| PROBLEM DESCRIPTION |
Transcribe, exactly as they appear, only the lines from the one holding "(&cash_flow, &coverage))| PeriodRow" through the end of the entries below.
[Start of Attachment]
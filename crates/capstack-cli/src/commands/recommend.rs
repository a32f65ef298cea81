//! Recommend command implementation.
//!
//! Optimizes the allocation across every tranche in the rate table.

use anyhow::Result;
use clap::Args;

use crate::cli::OutputFormat;
use crate::commands::InputArgs;
use crate::output::print_report;

/// Arguments for the recommend command.
#[derive(Args, Debug)]
pub struct RecommendArgs {
    #[command(flatten)]
    pub input: InputArgs,
}

/// Execute the recommend command.
pub fn execute(args: RecommendArgs, format: OutputFormat, quiet: bool) -> Result<()> {
    let model = args.input.load()?;
    let report = model.recommend_report()?;
    print_report("Recommended Allocation", &report, format, quiet)
}
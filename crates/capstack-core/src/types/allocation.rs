//! Debt allocations and search reports.

use serde::ser::SerializeMap;
use serde::{Serialize, Serializer};

use crate::types::DebtType;

/// Debt amount per tranche, in the order the tranches were optimized.
#[derive(Debug, Clone, Default, PartialEq)]
pub struct DebtAllocation {
    amounts: Vec<(DebtType, f64)>,
}

impl DebtAllocation {
    pub(crate) fn from_entries(amounts: Vec<(DebtType, f64)>) -> Self {
        Self { amounts }
    }

    /// Amount allocated to a tranche.
    pub fn get(&self, debt_type: &str) -> Option<f64> {
        self.amounts
            .iter()
            .find(|(d, _)| d.as_str() == debt_type)
            .map(|&(_, amount)| amount)
    }

    /// `(identifier, amount)` pairs in order.
    pub fn iter(&self) -> impl Iterator<Item = (&DebtType, f64)> + '_ {
        self.amounts.iter().map(|(d, a)| (d, *a))
    }

    /// Sum of all tranche amounts.
    pub fn total(&self) -> f64 {
        self.amounts.iter().map(|(_, a)| a).sum()
    }

    /// Number of tranches.
    pub fn len(&self) -> usize {
        self.amounts.len()
    }

    /// Returns true if no tranche is present.
    pub fn is_empty(&self) -> bool {
        self.amounts.is_empty()
    }
}

impl Serialize for DebtAllocation {
    fn serialize<S: Serializer>(&self, serializer: S) -> Result<S::Ok, S::Error> {
        let mut map = serializer.serialize_map(Some(self.amounts.len()))?;
        for (debt_type, amount) in &self.amounts {
            map.serialize_entry(debt_type.as_str(), amount)?;
        }
        map.end()
    }
}

/// Outcome for one tranche at the converged allocation.
#[derive(Debug, Clone, PartialEq, Serialize)]
pub struct TrancheOutcome {
    /// Tranche identifier.
    pub debt_type: DebtType,
    /// Allocated amount.
    pub amount: f64,
    /// Periodic rate.
    pub rate: f64,
    /// `amount * rate`.
    pub interest_payment: f64,
    /// Worst-period coverage; `+inf` when the tranche carries no interest.
    pub worst_coverage: f64,
    /// Period attaining the worst coverage, if the tranche carries interest.
    pub binding_period: Option<usize>,
}

/// Allocation plus search diagnostics.
#[derive(Debug, Clone, PartialEq, Serialize)]
pub struct AllocationReport {
    /// Converged allocation.
    pub allocation: DebtAllocation,
    /// Per-tranche outcomes, in allocation order.
    pub tranches: Vec<TrancheOutcome>,
    /// Minimum of the tranches' worst coverages; the maximized quantity.
    pub worst_coverage: f64,
    /// Solver iterations.
    pub iterations: u32,
    /// Objective evaluations, gradient probes included.
    pub evaluations: u32,
}
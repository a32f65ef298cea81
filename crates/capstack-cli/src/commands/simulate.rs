//! Simulate command implementation.
//!
//! Computes the worst-period coverage ratio of a debt amount, optionally
//! with the full per-period profile.

use anyhow::Result;
use clap::Args;
use serde::Serialize;
use tabled::Tabled;

use crate::cli::OutputFormat;
use crate::commands::InputArgs;
use crate::output::{
    format_amount, format_coverage, format_rate, print_header, print_json, print_output, KeyValue,
};

/// Arguments for the simulate command.
#[derive(Args, Debug)]
pub struct SimulateArgs {
    #[command(flatten)]
    pub input: InputArgs,

    /// Debt amount
    #[arg(short, long)]
    pub amount: f64,

    /// Tranche whose rate applies
    #[arg(short, long)]
    pub debt_type: String,

    /// Show the coverage ratio of every period
    #[arg(short, long)]
    pub profile: bool,
}

/// Coverage of one period.
#[derive(Debug, Serialize, Tabled)]
pub struct PeriodRow {
    #[tabled(rename = "Period")]
    pub period: usize,
    #[tabled(rename = "Cash Flow")]
    pub cash_flow: f64,
    #[tabled(rename = "Coverage")]
    pub coverage: f64,
}

/// JSON form of a simulation.
#[derive(Debug, Serialize)]
struct SimulationOutput<'a> {
    debt_type: &'a str,
    amount: f64,
    rate: f64,
    coverage: f64,
    binding_period: Option<usize>,
    #[serde(skip_serializing_if = "Option::is_none")]
    profile: Option<Vec<f64>>,
}

/// Execute the simulate command.
pub fn execute(args: SimulateArgs, format: OutputFormat, quiet: bool) -> Result<()> {
    let model = args.input.load()?;
    let coverage = model.simulate(args.amount, &args.debt_type)?;
    let rate = model.rates().rate(&args.debt_type)?;
    let binding_period = model.simulator().binding_period(args.amount, &args.debt_type)?;
    let profile = if args.profile {
        Some(model.coverage_profile(args.amount, &args.debt_type)?)
    } else {
        None
    };

    match format {
        OutputFormat::Table => {
            if !quiet {
                print_header("Coverage Simulation");
            }
            let results = vec![
                KeyValue::new("Debt Type", args.debt_type.clone()),
                KeyValue::new("Amount", format_amount(args.amount)),
                KeyValue::new("Rate", format_rate(rate)),
                KeyValue::new("Interest Payment", format_amount(args.amount * rate)),
                KeyValue::new("Worst Coverage", format_coverage(coverage)),
                KeyValue::new(
                    "Binding Period",
                    binding_period.map_or_else(|| "-".to_string(), |p| p.to_string()),
                ),
            ];
            print_output(&results, format)?;
            if let Some(profile) = &profile {
                let rows = period_rows(model.cash_flows().as_slice(), profile);
                print_output(&rows, format)?;
            }
        }
        OutputFormat::Json => print_json(&SimulationOutput {
            debt_type: &args.debt_type,
            amount: args.amount,
            rate,
            coverage,
            binding_period,
            profile,
        })?,
        OutputFormat::Csv => match &profile {
            Some(profile) => {
                let rows = period_rows(model.cash_flows().as_slice(), profile);
                print_output(&rows, format)?;
            }
            None => {
                let results = vec![KeyValue::new("Worst Coverage", coverage.to_string())];
                print_output(&results, format)?;
            }
        },
        OutputFormat::Minimal => println!("{}", coverage),
    }

    Ok(())
}

fn period_rows(cash_flows: &[f64], profile: &[f64]) -> Vec<PeriodRow> {
    cash_flows
        .iter()
        .zip(profile)
        .enumerate()
        .map(|(period, (&cash_flow, &coverage))| PeriodRow {
            period,
            cash_flow,
            coverage,
        })
        .collect()
}
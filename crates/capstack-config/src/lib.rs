//! Capstack Configuration Layer
//!
//! This crate provides configuration for the Capstack debt structuring
//! library: the allocation search's solver settings, its starting point, and
//! the policy for tranches that carry no interest.
//!
//! # Features
//!
//! - **Optimizer Configuration**: Initial guess, tolerance, iteration budget,
//!   line search parameters
//! - **Zero-Interest Policy**: Infinite coverage or fail-fast for tranches with
//!   zero interest payment
//! - **Validation**: Every configuration reports all of its problems at once
//! - **Loading**: JSON and TOML documents, partial documents filled from
//!   defaults
//!
//! # Example
//!
//! ```rust
//! use capstack_config::{OptimizerConfig, Validate, ZeroInterestPolicy};
//!
//! let config = OptimizerConfig::standard()
//!     .with_initial_guess(250_000.0)
//!     .with_zero_interest(ZeroInterestPolicy::Reject);
//! assert!(config.is_valid());
//!
//! let parsed: OptimizerConfig =
//!     capstack_config::from_toml_str("max_iterations = 500").unwrap();
//! assert_eq!(parsed.max_iterations, 500);
//! ```
//!
//! # Presets
//!
//! - `standard` - 1,000,000 seed, tolerance 1e-8, 200 iterations
//! - `high_precision` - tolerance 1e-12, 2,000 iterations
//! - `fast` - tolerance 1e-6, 50 iterations

#![warn(missing_docs)]
#![warn(clippy::all)]
#![deny(unsafe_code)]

mod error;
mod loader;
mod optimizer;

pub use error::{ConfigError, ConfigResult, Validate, ValidationError};
pub use loader::{from_json_str, from_path, from_toml_str};
pub use optimizer::{OptimizerConfig, ZeroInterestPolicy};

/// Prelude module for convenient imports.
pub mod prelude {
    pub use crate::error::{ConfigError, ConfigResult, Validate};
    pub use crate::optimizer::{OptimizerConfig, ZeroInterestPolicy};
}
[End of Attachment]
| OUTPUT BELOW |
        .map(|(period, (&cash_flow, &coverage))| PeriodRow {
            period,
            cash_flow,
            coverage,
        })
        .collect()
}
filename crates/capstack-config/src/lib.rs
//! Capstack Configuration Layer
//!
//! This crate provides configuration for the Capstack debt structuring
//! library: the allocation search's solver settings, its starting point, and
//! the policy for tranches that carry no interest.
//!
//! # Features
//!
//! - **Optimizer Configuration**: Initial guess, tolerance, iteration budget,
//!   line search parameters
//! - **Zero-Interest Policy**: Infinite coverage or fail-fast for tranches with
//!   zero interest payment
//! - **Validation**: Every configuration reports all of its problems at once
//! - **Loading**: JSON and TOML documents, partial documents filled from
//!   defaults
//!
//! # Example
//!
//! ```rust
//! use capstack_config::{OptimizerConfig, Validate, ZeroInterestPolicy};
//!
//! let config = OptimizerConfig::standard()
//!     .with_initial_guess(250_000.0)
//!     .with_zero_interest(ZeroInterestPolicy::Reject);
//! assert!(config.is_valid());
//!
//! let parsed: OptimizerConfig =
//!     capstack_config::from_toml_str("max_iterations = 500").unwrap();
//! assert_eq!(parsed.max_iterations, 500);
//! ```
//!
//! # Presets
//!
//! - `standard` - 1,000,000 seed, tolerance 1e-8, 200 iterations
//! - `high_precision` - tolerance 1e-12, 2,000 iterations
//! - `fast` - tolerance 1e-6, 50 iterations

#![warn(missing_docs)]
#![warn(clippy::all)]
#![deny(unsafe_code)]

mod error;
mod loader;
mod optimizer;

pub use error::{ConfigError, ConfigResult, Validate, ValidationError};
pub use loader::{from_json_str, from_path, from_toml_str};
pub use optimizer::{OptimizerConfig, ZeroInterestPolicy};

/// Prelude module for convenient imports.
pub mod prelude {
    pub use crate::error::{ConfigError, ConfigResult, Validate};
    pub use crate::optimizer::{OptimizerConfig, ZeroInterestPolicy};
}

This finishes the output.